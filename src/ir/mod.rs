//! # Program Representation
//!
//! A small SSA intermediate representation shaped like the output of a C
//! front end: modules of functions, functions of basic blocks, blocks of
//! instructions (calls, loads, stores, address computations).
//!
//! ## Module Structure
//!
//! ```text
//! ir/
//! ├── mod.rs          # This file - module definition and re-exports
//! ├── types.rs        # IrType, StructType, GlobalVariable
//! ├── instruction.rs  # ValueId, Operand, InstKind, Instruction
//! ├── program.rs      # BasicBlock, Function, Module
//! ├── builder.rs      # IrBuilder insertion cursor, FunctionBuilder
//! └── printer.rs      # Display impls (LLVM-like text)
//! ```
//!
//! The rewriter never holds positions across mutations. It records
//! [`ValueId`]s, which are stable, and re-resolves them with
//! [`Function::locate`] each time it inserts code.

mod builder;
mod instruction;
mod printer;
mod program;
mod types;

pub use builder::{FunctionBuilder, IrBuilder};
pub use instruction::{BinOp, CastOp, Callee, InstKind, Instruction, Operand, ValueId};
pub use program::{BasicBlock, DiCompositeType, DiSubprogram, FuncId, Function, Module, Param};
pub use types::{Constant, GlobalVariable, IrType, StructType};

────────

• _ASSIGNMENT_: Among the lines of the data, identify those with the word "IrType". Copy each of them.

• _ANSWER FOR THIS EXERCISE_:
//! ├── types.rs        # IrType, StructType, GlobalVariable
pub use types::{Constant, GlobalVariable, IrType, StructType};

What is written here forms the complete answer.